What the task asks —
Start with the first line of the material. Repeat each line exactly through the one that contains "pub struct TimeAxis".

Data —
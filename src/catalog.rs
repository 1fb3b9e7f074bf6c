//! Dataset catalog
//!
//! [`analyse`] scans every group of a [`DatasetSource`] once and records
//! what the rest of the engine needs: the unlimited dimension, the time axis
//! with its decoded datetimes, the latitude and longitude variables, and the
//! list of selectable variable labels.
//!
//! Building a catalog never fails. Metadata that is absent or cannot be
//! decoded is defaulted or left out, with a diagnostic where it matters.

use crate::calendar::{decimal_years, decode_packed_series, decode_series, is_packed_date_units, CalendarDateTime};
use crate::data_source::{DatasetHandle, DatasetSource, VariableInfo};
use crate::errors::Result;
use crate::label::encode_label;
use crate::missing::{resolve_missing, substitute};
use chrono::NaiveDateTime;
use tracing::{debug, info, warn};

/// How the datetime series of a time axis was obtained
#[derive(Debug, Clone, Copy, PartialEq, Eq)]
pub enum DecodeStrategy {
    /// Real-world datetimes
    Absolute,
    /// Datetimes in the variable's own calendar
    CalendarNative,
    /// The undecoded numbers
    Raw,
}

/// Datetime series of a time axis
#[derive(Debug, Clone, PartialEq)]
pub enum TimeSeries {
    Absolute(Vec<Option<NaiveDateTime>>),
    Calendar(Vec<Option<CalendarDateTime>>),
    /// Decimal years or raw values
    Numeric(Vec<f64>),
}

impl TimeSeries {
    pub fn len(&self) -> usize {
        match self {
            TimeSeries::Absolute(v) => v.len(),
            TimeSeries::Calendar(v) => v.len(),
            TimeSeries::Numeric(v) => v.len(),
        }
    }

    pub fn is_empty(&self) -> bool {
        self.len() == 0
    }

    /// Calendar datetimes, if the series holds datetimes at all
    pub fn to_calendar(&self) -> Option<Vec<Option<CalendarDateTime>>> {
        match self {
            TimeSeries::Absolute(v) => Some(v.iter().map(|d| d.map(CalendarDateTime::from_naive)).collect()),
            TimeSeries::Calendar(v) => Some(v.clone()),
            TimeSeries::Numeric(_) => None,
        }
    }
}

/// Decoded time axis of one group
#[derive(Debug, Clone, PartialEq)]
pub struct TimeAxis {
    /// Name of the time variable in its group
    pub variable: String,
    /// Name of the synthetic catalog entry, `datetime` or `date`
    pub name: String,
    /// Catalog label of the synthetic entry
    pub label: String,
    pub units: String,
    pub calendar: String,
    pub strategy: DecodeStrategy,
    pub datetimes: TimeSeries,
    pub decimal_years: Vec<f64>,
}

/// A detected latitude or longitude variable
#[derive(Debug, Clone, PartialEq, Eq)]
pub struct CoordinateVar {
    pub variable: String,
    /// Dimension the coordinate runs along
    pub dimension: String,
    pub label: String,
}

/// Per-group results of the scan
#[derive(Debug, Clone, Default, PartialEq)]
pub struct GroupCatalog {
    /// Label prefix, `""` or `"group/"`
    pub prefix: String,
    /// Name of the unlimited dimension, `""` if there is none
    pub unlimited: String,
    pub time: Option<TimeAxis>,
    pub lat: Option<CoordinateVar>,
    pub lon: Option<CoordinateVar>,
}

impl GroupCatalog {
    /// Latitude dimension name, `""` if no latitude was found
    pub fn lat_dim(&self) -> &str {
        self.lat.as_ref().map_or("", |c| c.dimension.as_str())
    }

    /// Longitude dimension name, `""` if no longitude was found
    pub fn lon_dim(&self) -> &str {
        self.lon.as_ref().map_or("", |c| c.dimension.as_str())
    }
}

/// Everything the engine knows about the opened datasets
#[derive(Debug, Clone, Default, PartialEq)]
pub struct Catalog {
    /// Group list; empty for a single ungrouped file
    pub groups: Vec<String>,
    pub group_meta: Vec<GroupCatalog>,
    /// Selectable labels: per group the time entry first, then the
    /// variables in lexicographic order
    pub entries: Vec<String>,
    /// Highest variable rank over all groups
    pub maxdim: usize,
}

impl Catalog {
    pub fn group(&self, index: usize) -> Option<&GroupCatalog> {
        self.group_meta.get(index)
    }

    pub fn contains(&self, label: &str) -> bool {
        self.entries.iter().any(|e| e == label)
    }

    /// The time axis a label refers to, if it is a synthetic time entry
    pub fn time_entry(&self, label: &str) -> Option<(usize, &TimeAxis)> {
        let name_part = label.rfind('(').map_or(label, |i| &label[..i]).trim();
        self.group_meta.iter().enumerate().find_map(|(i, g)| {
            g.time
                .as_ref()
                .filter(|t| format!("{}{}", g.prefix, t.name) == name_part)
                .map(|t| (i, t))
        })
    }
}

/// Which of the two horizontal coordinates to look for
#[derive(Debug, Clone, Copy, PartialEq, Eq)]
pub enum CoordAxis {
    Lat,
    Lon,
}

impl CoordAxis {
    fn keyword(self) -> &'static str {
        match self {
            CoordAxis::Lat => "lat",
            CoordAxis::Lon => "lon",
        }
    }

    fn long_name(self) -> &'static str {
        match self {
            CoordAxis::Lat => "latitude",
            CoordAxis::Lon => "longitude",
        }
    }

    fn cf_unit(self) -> &'static str {
        match self {
            CoordAxis::Lat => "degrees_north",
            CoordAxis::Lon => "degrees_east",
        }
    }

    fn axis_attribute(self) -> &'static str {
        match self {
            CoordAxis::Lat => "y",
            CoordAxis::Lon => "x",
        }
    }
}

/// Unit a sweep accepts
#[derive(Debug, Clone, Copy, PartialEq, Eq)]
pub enum UnitRule {
    /// `degrees_north` / `degrees_east`
    Directional,
    /// plain `degrees`
    Degrees,
}

/// One pass over all variables looking for a coordinate
#[derive(Debug, Clone, Copy, PartialEq, Eq)]
pub enum Sweep {
    /// Standard name (or long name, or name) is `latitude`/`longitude`
    StandardName(UnitRule),
    /// Name starts with `lat`/`lon`
    NamePrefix(UnitRule),
    /// Name contains `lat`/`lon`
    NameContains(UnitRule),
    /// `axis` attribute is `Y`/`X`
    AxisAttribute,
}

/// Sweeps in order of precedence
pub const SWEEPS: [Sweep; 7] = [
    Sweep::StandardName(UnitRule::Directional),
    Sweep::NamePrefix(UnitRule::Directional),
    Sweep::NameContains(UnitRule::Directional),
    Sweep::AxisAttribute,
    Sweep::StandardName(UnitRule::Degrees),
    Sweep::NamePrefix(UnitRule::Degrees),
    Sweep::NameContains(UnitRule::Degrees),
];

impl Sweep {
    /// Whether `var` qualifies as the coordinate `axis` in this sweep
    pub fn matches(self, var: &VariableInfo, axis: CoordAxis) -> bool {
        let unit_ok = |rule: UnitRule| {
            let units = var.units().to_lowercase();
            match rule {
                UnitRule::Directional => units == axis.cf_unit(),
                UnitRule::Degrees => units == "degrees",
            }
        };
        let name = var.name.to_lowercase();
        match self {
            Sweep::StandardName(rule) => {
                var.standard_name().to_lowercase() == axis.long_name() && unit_ok(rule)
            }
            Sweep::NamePrefix(rule) => name.starts_with(axis.keyword()) && unit_ok(rule),
            Sweep::NameContains(rule) => name.contains(axis.keyword()) && unit_ok(rule),
            Sweep::AxisAttribute => var
                .axis()
                .is_some_and(|a| a.to_lowercase() == axis.axis_attribute()),
        }
    }
}

/// First variable matched by the first successful sweep
pub fn detect_coordinate(variables: &[VariableInfo], axis: CoordAxis) -> Option<(Sweep, &VariableInfo)> {
    SWEEPS.iter().find_map(|sweep| {
        variables
            .iter()
            .find(|v| sweep.matches(v, axis))
            .map(|v| (*sweep, v))
    })
}

/// Whether a variable is the time variable of its group
pub fn is_time_variable(name: &str, unlimited: &str) -> bool {
    let lower = name.to_lowercase();
    (!unlimited.is_empty() && lower == unlimited.to_lowercase())
        || lower.starts_with("time_")
        || matches!(lower.as_str(), "time" | "datetime" | "date")
}

/// Decode a time variable, falling back strategy by strategy
///
/// Never fails; the last strategy hands back the raw values.
pub fn decode_time(values: &[f64], units: &str, calendar: &str) -> (DecodeStrategy, TimeSeries, Vec<f64>) {
    let decoded = if is_packed_date_units(units) {
        decode_packed_series(values, units)
    } else {
        decode_series(values, units, calendar)
    };
    let dates = match decoded {
        Ok(dates) => Some(dates),
        Err(e) => {
            warn!(units, calendar, "time values cannot be decoded: {e}");
            None
        }
    };
    let decimal = dates.as_deref().map(decimal_years);

    let absolute = || {
        let dates = dates.as_ref()?;
        let naive: Option<Vec<Option<NaiveDateTime>>> = dates
            .iter()
            .map(|d| match d {
                Some(d) => d.to_naive().map(Some),
                None => Some(None),
            })
            .collect();
        naive.map(TimeSeries::Absolute)
    };
    let native = || dates.clone().map(TimeSeries::Calendar);
    // Decimal years come from the same dates, so a decimal-year fallback
    // could only apply where `native` already succeeds.
    let strategies: [(DecodeStrategy, &dyn Fn() -> Option<TimeSeries>); 2] = [
        (DecodeStrategy::Absolute, &absolute),
        (DecodeStrategy::CalendarNative, &native),
    ];

    let (strategy, series) = strategies
        .iter()
        .find_map(|(strategy, decode)| decode().map(|s| (*strategy, s)))
        .unwrap_or((DecodeStrategy::Raw, TimeSeries::Numeric(values.to_vec())));
    debug!(?strategy, units, calendar, "time axis decoded");
    (strategy, series, decimal.unwrap_or_else(|| values.to_vec()))
}

fn read_time_axis(handle: &dyn DatasetHandle, var: &VariableInfo, prefix: &str) -> Result<TimeAxis> {
    let raw = handle.read_all(&var.name)?;
    let raw = substitute(raw, &resolve_missing(var, f64::NAN));
    let values: Vec<f64> = raw.iter().copied().collect();
    let units = var.units().to_string();
    let calendar = var.calendar().to_string();
    let (strategy, datetimes, decimal_years) = decode_time(&values, &units, &calendar);

    let name = if var.name.eq_ignore_ascii_case("datetime") {
        "date"
    } else {
        "datetime"
    };
    Ok(TimeAxis {
        variable: var.name.clone(),
        name: name.to_string(),
        label: encode_label(prefix, name, &var.dim_pairs()),
        units,
        calendar,
        strategy,
        datetimes,
        decimal_years,
    })
}

fn coordinate(var: &VariableInfo, prefix: &str) -> Option<CoordinateVar> {
    // sole dimension, or the last one of a curvilinear grid
    let dimension = match var.rank() {
        1 | 2 => var.dimensions.last()?.name.clone(),
        _ => return None,
    };
    Some(CoordinateVar {
        variable: var.name.clone(),
        dimension,
        label: encode_label(prefix, &var.name, &var.dim_pairs()),
    })
}

fn analyse_group(handle: &dyn DatasetHandle, prefix: &str) -> (GroupCatalog, Vec<String>, usize) {
    let unlimited = handle
        .dimensions()
        .into_iter()
        .find(|d| d.is_unlimited)
        .map(|d| d.name)
        .unwrap_or_default();
    let variables = handle.variables();

    let time = variables
        .iter()
        .find(|v| is_time_variable(&v.name, &unlimited))
        .and_then(|v| match read_time_axis(handle, v, prefix) {
            Ok(axis) => Some(axis),
            Err(e) => {
                warn!(variable = %v.name, "time variable cannot be read: {e}");
                None
            }
        });

    let mut lat = detect_coordinate(&variables, CoordAxis::Lat)
        .map(|(sweep, v)| {
            debug!(?sweep, variable = %v.name, "latitude detected");
            v
        })
        .map(|v| (v, coordinate(v, prefix)));
    let mut lon = detect_coordinate(&variables, CoordAxis::Lon)
        .map(|(sweep, v)| {
            debug!(?sweep, variable = %v.name, "longitude detected");
            v
        })
        .map(|v| (v, coordinate(v, prefix)));

    let invalid = [&lat, &lon]
        .into_iter()
        .flatten()
        .find(|(_, coord)| coord.is_none())
        .map(|(v, _)| (v.name.clone(), v.dim_names().join(",")));
    if let Some((name, dims)) = invalid {
        let variable = format!("{prefix}{name}");
        warn!(
            variable = %variable,
            dims = %dims,
            "latitude/longitude variable is not 1D or 2D, ignoring both"
        );
        lat = None;
        lon = None;
    }

    let mut entries = Vec::new();
    if let Some(t) = &time {
        entries.push(t.label.clone());
    }
    let mut labels: Vec<String> = variables
        .iter()
        .map(|v| encode_label(prefix, &v.name, &v.dim_pairs()))
        .collect();
    labels.sort();
    entries.extend(labels);
    let maxdim = variables.iter().map(VariableInfo::rank).max().unwrap_or(0);

    let group = GroupCatalog {
        prefix: prefix.to_string(),
        unlimited,
        time,
        lat: lat.and_then(|(_, c)| c),
        lon: lon.and_then(|(_, c)| c),
    };
    (group, entries, maxdim)
}

/// Build the catalog of a dataset source
pub fn analyse(source: &DatasetSource<'_>) -> Catalog {
    let mut catalog = Catalog {
        groups: source.groups(),
        ..Catalog::default()
    };
    for index in 0..source.len() {
        let prefix = source.prefix(index);
        let Some(handle) = source.handle(index) else {
            continue;
        };
        let (group, entries, maxdim) = analyse_group(handle, &prefix);
        info!(
            group = %prefix,
            variables = entries.len(),
            unlimited = %group.unlimited,
            time = group.time.as_ref().map_or("", |t| t.variable.as_str()),
            lat = group.lat.as_ref().map_or("", |c| c.variable.as_str()),
            lon = group.lon.as_ref().map_or("", |c| c.variable.as_str()),
            "group analysed"
        );
        catalog.group_meta.push(group);
        catalog.entries.extend(entries);
        catalog.maxdim = catalog.maxdim.max(maxdim);
    }
    catalog
}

Your response —
filename src/catalog.rs
repository 1fb3b9e7f074bf6c
//! Dataset catalog
//!
//! [`analyse`] scans every group of a [`DatasetSource`] once and records
//! what the rest of the engine needs: the unlimited dimension, the time axis
//! with its decoded datetimes, the latitude and longitude variables, and the
//! list of selectable variable labels.
//!
//! Building a catalog never fails. Metadata that is absent or cannot be
//! decoded is defaulted or left out, with a diagnostic where it matters.

use crate::calendar::{decimal_years, decode_packed_series, decode_series, is_packed_date_units, CalendarDateTime};
use crate::data_source::{DatasetHandle, DatasetSource, VariableInfo};
use crate::errors::Result;
use crate::label::encode_label;
use crate::missing::{resolve_missing, substitute};
use chrono::NaiveDateTime;
use tracing::{debug, info, warn};

/// How the datetime series of a time axis was obtained
#[derive(Debug, Clone, Copy, PartialEq, Eq)]
pub enum DecodeStrategy {
    /// Real-world datetimes
    Absolute,
    /// Datetimes in the variable's own calendar
    CalendarNative,
    /// The undecoded numbers
    Raw,
}

/// Datetime series of a time axis
#[derive(Debug, Clone, PartialEq)]
pub enum TimeSeries {
    Absolute(Vec<Option<NaiveDateTime>>),
    Calendar(Vec<Option<CalendarDateTime>>),
    /// Decimal years or raw values
    Numeric(Vec<f64>),
}

impl TimeSeries {
    pub fn len(&self) -> usize {
        match self {
            TimeSeries::Absolute(v) => v.len(),
            TimeSeries::Calendar(v) => v.len(),
            TimeSeries::Numeric(v) => v.len(),
        }
    }

    pub fn is_empty(&self) -> bool {
        self.len() == 0
    }

    /// Calendar datetimes, if the series holds datetimes at all
    pub fn to_calendar(&self) -> Option<Vec<Option<CalendarDateTime>>> {
        match self {
            TimeSeries::Absolute(v) => Some(v.iter().map(|d| d.map(CalendarDateTime::from_naive)).collect()),
            TimeSeries::Calendar(v) => Some(v.clone()),
            TimeSeries::Numeric(_) => None,
        }
    }
}

/// Decoded time axis of one group
#[derive(Debug, Clone, PartialEq)]
pub struct TimeAxis {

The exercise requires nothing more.